Larimer County will appeal a judge’s decision to overturn a permit for a gravel pit amidst a large neighborhood in Johnstown — a decision that two county commissioners said they fear could have far-reaching consequences for local governments.
Judge Juan Villaseñor recently sent a decision on a special review permit for the Stroh gravel mine back to the commissioners based on the fact that the owners of the business, the Coulson family, had made $10,000 in campaign contributions to Commissioner Tom Donnelly, one of two commissioners to vote in favor of the permit.
The judge stressed that he was not ruling that Donnelly was biased but that the contributions could have led to bias and prevented the neighbors from a fair hearing on the issue.
Commissioner Steve Johnson called any hint of bias on Donnelly’s part “ludicrous” and “insulting,” saying Donnelly is a man of character and integrity who based all of his decisions over his past 10 years in office on what was best for the county.
But, for Johnson, the decision to appeal was more about the judge’s flawed decision and how it will affect citizens’ rights to support the candidates they choose and the ability of elected boards to make sound decisions now and in the future.
“This decision to appeal the ruling of our local district court judge has absolutely nothing to do with the land use case before us,” Johnson said. “In fact, I voted against that. This has to do with whether or not campaign contributions, in effect, create a conflict of interest. I believe the decision is flawed legally. I believe Colorado law is very clear.”

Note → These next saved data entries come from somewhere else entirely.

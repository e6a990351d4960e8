// Derivative pricing

pub mod ndf;

pub use ndf::{crypto_forward_curve, make_ndf_quote, ForwardPoint, NdfQuote};
// Live market data commands (need exchange access)
use std::time::Duration;
use tracing::{info, warn};

use crypto_desk_sim::market_data::{poll_order_book, poll_order_books};
use crypto_desk_sim::{
    build_market_report, BinanceClient, Config, DeskParams, DeskResult, MarketDataSource, MarketSelection,
    MarketType, Spinner,
};

use crate::render;

pub async fn show_book(market: MarketType, limit: Option<usize>, depth: Option<usize>, config: &Config) -> DeskResult<()> {
    let client = BinanceClient::from_config(market, &config.exchange)?;
    let pair = config.exchange.pair_for(market);
    let limit = limit.unwrap_or(config.exchange.book_limit);
    let depth = depth.unwrap_or(config.desk.depth);

    info!("📚 Fetching {} order book for {} (limit {})", market, pair, limit);
    let spinner = Spinner::new(&format!("Loading {} book...", pair));
    let book = match client.order_book(pair, limit).await {
        Ok(book) => {
            spinner.finish(&format!("{} bids / {} asks", book.bids.len(), book.asks.len()));
            book
        }
        Err(e) => {
            spinner.finish_with_error(&e.to_string());
            return Err(e);
        }
    };

    render::print_depth(&book.depth_snapshot(depth));
    render::print_top_of_book(&market.to_string(), book.mid()?, book.spread()?);
    Ok(())
}

pub async fn show_candles(
    market: MarketType,
    timeframe: Option<String>,
    limit: usize,
    config: &Config,
) -> DeskResult<()> {
    let client = BinanceClient::from_config(market, &config.exchange)?;
    let pair = config.exchange.pair_for(market);
    let timeframe = timeframe.unwrap_or_else(|| config.exchange.candle_timeframe.clone());

    info!("🕯️  Fetching {} {} candles for {} ({})", limit, timeframe, pair, market);
    let candles = client.ohlcv(pair, &timeframe, limit).await?;
    render::print_candles(&candles);
    Ok(())
}

pub async fn poll_markets(
    selection: MarketSelection,
    samples: usize,
    interval_ms: u64,
    config: &Config,
) -> DeskResult<()> {
    let interval = Duration::from_millis(interval_ms);
    let limit = config.exchange.book_limit;
    let spinner = Spinner::new(&format!("Polling {} samples every {} ms...", samples, interval_ms));

    let result = match selection {
        MarketSelection::Both => {
            let spot = BinanceClient::from_config(MarketType::Spot, &config.exchange)?;
            let perp = BinanceClient::from_config(MarketType::Perp, &config.exchange)?;
            poll_order_books(
                &spot,
                &perp,
                config.exchange.pair_for(MarketType::Spot),
                config.exchange.pair_for(MarketType::Perp),
                limit,
                samples,
                interval,
            )
            .await
        }
        single => {
            let market = single.markets()[0];
            let client = BinanceClient::from_config(market, &config.exchange)?;
            poll_order_book(&client, market, config.exchange.pair_for(market), limit, samples, interval).await
        }
    };

    match result {
        Ok(rows) => {
            spinner.finish(&format!("Collected {} snapshots", rows.len()));
            render::print_samples(&rows);
            Ok(())
        }
        Err(e) => {
            spinner.finish_with_error(&e.to_string());
            Err(e)
        }
    }
}

pub async fn run_dashboard(selection: MarketSelection, params: DeskParams, config: &Config) -> DeskResult<()> {
    info!("🖥️  Crypto Derivatives Liquidity & Risk Simulator");
    info!(
        "   r {:.2} | q {:.2} | spread {} bp | notional ${:.0}",
        params.r_annual, params.q_annual, params.spread_bp, params.target_notional
    );
    params.validate()?;

    let spinner = Spinner::new("Loading market data...");
    let mut reports = Vec::new();
    for market in selection.markets() {
        let client = BinanceClient::from_config(market, &config.exchange)?;
        let pair = config.exchange.pair_for(market);
        spinner.update(&format!("Loading {} {}...", market, pair));

        match build_market_report(&client, market, pair, &params, config).await {
            Ok(report) => reports.push(report),
            Err(e) => {
                spinner.finish_with_error(&format!("{} failed: {}", market, e));
                return Err(e);
            }
        }
    }
    spinner.finish(&format!("{} market(s) loaded", reports.len()));

    if reports.is_empty() {
        warn!("⚠️  No markets selected");
    }
    for report in &reports {
        render::print_report(report);
    }
    Ok(())
}
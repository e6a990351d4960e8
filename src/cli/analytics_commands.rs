// Offline analytics commands (no exchange access)
use tracing::info;

use crypto_desk_sim::dashboard::run_execution;
use crypto_desk_sim::pricing::ndf::DEFAULT_CURVE_SPREAD_BP;
use crypto_desk_sim::{crypto_forward_curve, stress_scenarios, Config, DeskError, DeskResult, StressParams};

use crate::render;

pub fn show_forward_curve(
    spot: f64,
    r_annual: Option<f64>,
    q_annual: Option<f64>,
    tenors: &[u32],
    spread_bp: Option<f64>,
    config: &Config,
) -> DeskResult<()> {
    if !(spot > 0.0) || !spot.is_finite() {
        return Err(DeskError::invalid("spot", format!("must be a positive price, got {}", spot)));
    }
    if tenors.is_empty() {
        return Err(DeskError::invalid("tenors", "at least one tenor is required"));
    }

    let r = r_annual.unwrap_or(config.desk.r_annual);
    let q = q_annual.unwrap_or(config.desk.q_annual);
    let spread = spread_bp.unwrap_or(DEFAULT_CURVE_SPREAD_BP);

    info!("💱 Forward curve on spot {:.2} (r {:.4}, q {:.4}, {} bp)", spot, r, q, spread);
    render::print_curve(&crypto_forward_curve(spot, r, q, tenors, spread));
    Ok(())
}

pub fn simulate_execution(mid: f64, notional: Option<f64>, config: &Config) -> DeskResult<()> {
    let notional = notional.unwrap_or(config.desk.target_notional);
    if !(notional > 0.0) || !notional.is_finite() {
        return Err(DeskError::invalid("notional", "must be positive"));
    }

    info!(
        "⚙️  Simulating ${:.0} block on a {}-step path (seed {})",
        notional, config.simulation.path_len, config.simulation.seed
    );
    let report = run_execution(mid, notional, &config.simulation)?;

    println!("   Quantity: {:.6}", report.qty);
    render::print_execution("Sim", &report.vwap);
    render::print_execution("Sim", &report.twap);
    render::print_path("Sim", &report.path);
    Ok(())
}

pub fn show_stress(price: f64, qty: Option<f64>, config: &Config) -> DeskResult<()> {
    if !(price > 0.0) || !price.is_finite() {
        return Err(DeskError::invalid("price", format!("must be a positive price, got {}", price)));
    }

    let params = StressParams::from_config(&config.stress, qty.unwrap_or(1.0));
    info!(
        "🛡️  {} stress scenarios for {} units at {:.2}",
        params.scenario_count(),
        params.position_qty,
        price
    );
    render::print_stress(&stress_scenarios(price, &params));
    Ok(())
}
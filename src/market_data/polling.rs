// Repeated top-of-book sampling for mid/spread time series

use chrono::{DateTime, Utc};
use serde::{Deserialize, Serialize};
use std::time::Duration;
use tokio::time::sleep;
use tracing::debug;

use crate::clients::{MarketDataSource, MarketType};
use crate::error::DeskResult;
use crate::market_data::OrderBook;

#[derive(Debug, Clone, PartialEq, Serialize, Deserialize)]
pub struct BookSample {
    pub timestamp: DateTime<Utc>,
    pub market: MarketType,
    pub mid: f64,
    pub spread: f64,
}

impl BookSample {
    /// Falls back to the local clock when the exchange sends no book timestamp
    pub fn from_book(market: MarketType, book: &OrderBook) -> DeskResult<Self> {
        Ok(Self {
            timestamp: book.timestamp.unwrap_or_else(Utc::now),
            market,
            mid: book.mid()?,
            spread: book.spread()?,
        })
    }
}

/// Poll one market `samples` times, pausing `interval` after each fetch
pub async fn poll_order_book<S>(
    source: &S,
    market: MarketType,
    pair: &str,
    limit: usize,
    samples: usize,
    interval: Duration,
) -> DeskResult<Vec<BookSample>>
where
    S: MarketDataSource + ?Sized,
{
    let mut rows = Vec::with_capacity(samples);
    for i in 0..samples {
        let book = source.order_book(pair, limit).await?;
        let sample = BookSample::from_book(market, &book)?;
        debug!("📈 {} sample {}/{}: mid {:.4} spread {:.4}", market, i + 1, samples, sample.mid, sample.spread);
        rows.push(sample);
        sleep(interval).await;
    }
    Ok(rows)
}

/// Poll spot and perp once per tick, spot row first
pub async fn poll_order_books<S, P>(
    spot: &S,
    perp: &P,
    spot_pair: &str,
    perp_pair: &str,
    limit: usize,
    samples: usize,
    interval: Duration,
) -> DeskResult<Vec<BookSample>>
where
    S: MarketDataSource + ?Sized,
    P: MarketDataSource + ?Sized,
{
    let mut rows = Vec::with_capacity(samples * 2);
    for _ in 0..samples {
        let spot_book = spot.order_book(spot_pair, limit).await?;
        rows.push(BookSample::from_book(MarketType::Spot, &spot_book)?);

        let perp_book = perp.order_book(perp_pair, limit).await?;
        rows.push(BookSample::from_book(MarketType::Perp, &perp_book)?);

        sleep(interval).await;
    }
    Ok(rows)
}

#[cfg(test)]
mod tests {
    use super::*;
    use crate::market_data::BookLevel;

    #[test]
    fn test_sample_uses_book_timestamp() {
        let ts = DateTime::from_timestamp_millis(1_700_000_000_000).unwrap();
        let book = OrderBook {
            bids: vec![BookLevel::new(99.0, 1.0)],
            asks: vec![BookLevel::new(101.0, 1.0)],
            timestamp: Some(ts),
        };

        let sample = BookSample::from_book(MarketType::Spot, &book).unwrap();
        assert_eq!(sample.timestamp, ts);
        assert_eq!(sample.mid, 100.0);
        assert_eq!(sample.spread, 2.0);
    }

    #[test]
    fn test_sample_on_empty_book_fails() {
        let book = OrderBook::default();
        assert!(BookSample::from_book(MarketType::Perp, &book).is_err());
    }
}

“That would have a very chilling effect on anyone who wants to make political contributions and the American right to support candidates they choose.” — Steve Johnson
That law, Johnson said, specifies that for there to be a conflict, the elected official must have “a direct financial interest” in the business on which he or she is making a decision.
Both Donnelly and county attorneys made that same argument when neighbors first brought up the contributions, and then when they appealed the permit decision to 8th Judicial District Court, naming the commissioners and Coulson Excavating in the appeals lawsuit. Donnelly will not directly profit from the mine, the county repeatedly stressed.
The Loveland company asked for a permit for a gravel mine on its property, which is in Johnstown south of U.S. 34 and east of Interstate 25. Neighborhoods of more than a thousand homes developed around the property while the request, in an early form, was pending, and homeowners of Thompson River Ranch and Thompson Crossing vehemently oppose the mine for its potential effect of their quality of life, property values and health, as well as for environmental reasons.
After several hearings and hours of testimony, the Board of Commissioners approved the permit 2-1 in February of 2018 with Johnson voting against it, and Donnelly and then-commissioner Lew Gaiter in favor.
An appeal based on the process and decision failed, but the judge did agree with the neighbors who alleged a conflict of interest based on the campaign contributions.
An attorney for Coulson previously said the company would appeal to the Colorado Court of Appeals, and the county commissioners voted Tuesday, after a 30-minute executive session, also to appeal the decision. Bill Ressue, deputy county attorney, advised the commissioners to appeal based on the judge’s decisions of law, adding, “We think some of those decisions are in error and need to be appealed.”
Both Johnson and Donnelly, who voted to appeal, said they worry about the precedent that would be set by Villaseñor’s decision and about how it would affect local government and noted that it ignores previous, sound court decisions.
“That would have a very chilling effect on anyone who wants to make political contributions and the American right to support candidates they choose,” Johnson said, later adding, “It creates an untenable and impossible situation for individuals to support candidates — a basic American right.”
Donnelly stressed again that the contributions had nothing to do with his decision, that he has a history of putting the community first and voting for what is right for the people over political ambitions. He agreed with Johnson’s assessment on the ripple effects of this decision.
“There are wide-reaching implications to this decision beyond just me,” Donnelly said. “Maybe you hate me, maybe you hate the Stroh quarry, there are wide- reaching implications beyond that.”
The vote to appeal was 2-0. The third commissioner, John Kefalas, abstained from voting because he was not on the board when the decision was made to approve the permit.